Mv 3d Creations

NDA

Non-Disclosure Agreement (NDA)

This Non-Disclosure Agreement (“Agreement”) is entered into on [Insert Date] (“Effective Date”) between [Your Name or Company Name] (“Disclosing Party”) and MV3D Creations (“Receiving Party”), collectively referred to as the “Parties.”

  1. Purpose

The Parties intend to discuss or engage in a business relationship involving 3D rendering, visualization, animation, or related creative services. The Disclosing Party may share confidential information to facilitate these discussions or services.

  1. Definition of Confidential Information

“Confidential Information” includes all information disclosed by the Disclosing Party to the Receiving Party, whether oral, written, or electronic, including but not limited to project designs, concepts, client data, pricing details, or other proprietary information related to 3D rendering and creative services, that is designated as confidential or reasonably should be understood as confidential.

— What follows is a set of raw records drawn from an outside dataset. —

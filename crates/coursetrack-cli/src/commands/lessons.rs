//! The `coursetrack lessons`, `show-lesson` and `complete` commands.

use std::path::PathBuf;

use anyhow::Result;

use super::open_session;

pub fn list(config_path: Option<PathBuf>, module_filter: Option<String>) -> Result<()> {
    let session = open_session(config_path)?;
    let catalog = session.catalog();

    if let Some(id) = &module_filter {
        anyhow::ensure!(catalog.module(id).is_some(), "unknown module: {id}");
    } else {
        println!(
            "{}: {} modules, {} lessons, ~{} min",
            catalog.title,
            catalog.modules.len(),
            catalog.lesson_count(),
            catalog.est_minutes()
        );
        println!();
    }

    for module in &catalog.modules {
        if module_filter.as_ref().is_some_and(|id| *id != module.id) {
            continue;
        }
        println!("{} [{}] (~{} min)", module.title, module.id, module.est_minutes);
        for (idx, lesson) in module.lessons.iter().enumerate() {
            let mark = if session.record().is_lesson_completed(&lesson.id) {
                "x"
            } else {
                " "
            };
            println!(
                "  [{mark}] {}. {} ({}, ~{} min)",
                idx + 1,
                lesson.title,
                lesson.id,
                lesson.duration_min
            );
        }
        let quiz = if session.record().is_quiz_passed(&module.id) {
            "passed"
        } else {
            "pending"
        };
        println!("  Quiz: {quiz}");
        println!();
    }

    Ok(())
}

pub fn show(config_path: Option<PathBuf>, lesson_id: String) -> Result<()> {
    let session = open_session(config_path)?;
    let (module, lesson) = session
        .catalog()
        .lesson(&lesson_id)
        .ok_or_else(|| anyhow::anyhow!("unknown lesson: {lesson_id}"))?;

    println!("{} / {} (~{} min)", module.title, lesson.title, lesson.duration_min);
    println!();
    println!("{}", lesson.content.trim_end());
    println!();
    if session.record().is_lesson_completed(&lesson.id) {
        println!("Done.");
    } else {
        println!("Run `coursetrack complete {}` when finished.", lesson.id);
    }

    Ok(())
}

pub fn complete(config_path: Option<PathBuf>, lesson_id: String) -> Result<()> {
    let mut session = open_session(config_path)?;
    session.complete_lesson(&lesson_id)?;

    let metrics = session.metrics();
    println!(
        "Marked {lesson_id} as done. Lessons: {}/{} ({}% overall)",
        metrics.done_lessons, metrics.total_lessons, metrics.overall_percent
    );
    Ok(())
}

  1. Obligations of the Receiving Party

The Receiving Party agrees to:

  • Keep the Confidential Information in strict confidence.
  • Not disclose the Confidential Information to any third party without prior written consent from the Disclosing Party.
  • Use the Confidential Information solely for the purpose of evaluating or performing the services outlined in Section 1.
  1. Exclusions

Confidential Information does not include information that:

  • Is or becomes publicly available without breach of this Agreement.
  • Was known to the Receiving Party prior to disclosure by the Disclosing Party.
  • Is independently developed by the Receiving Party without reference to the Confidential Information.
  • Is received from a third party without restrictions on disclosure.
  1. Term

This Agreement shall remain in effect for [insert duration, e.g., 2 years] from the Effective Date, unless terminated earlier by mutual agreement or modified as per Section 7.

  1. Return or Destruction of Information

Upon termination of this Agreement or at the Disclosing Party’s request, the Receiving Party shall promptly return or destroy all copies of the Confidential Information, including any digital or physical materials.

  1. Amendments

This Agreement is subject to change at the request of the Receiving Party, provided such changes are mutually agreed upon in writing by both Parties.

  1. Governing Law

This Agreement shall be governed by and construed in accordance with the laws of Queensland, Australia.

  1. Entire Agreement

This Agreement constitutes the entire understanding between the Parties with respect to the subject matter herein and supersedes all prior agreements or understandings, whether written or oral.

IN WITNESS WHEREOF, the Parties have executed this Agreement as of the Effective Date.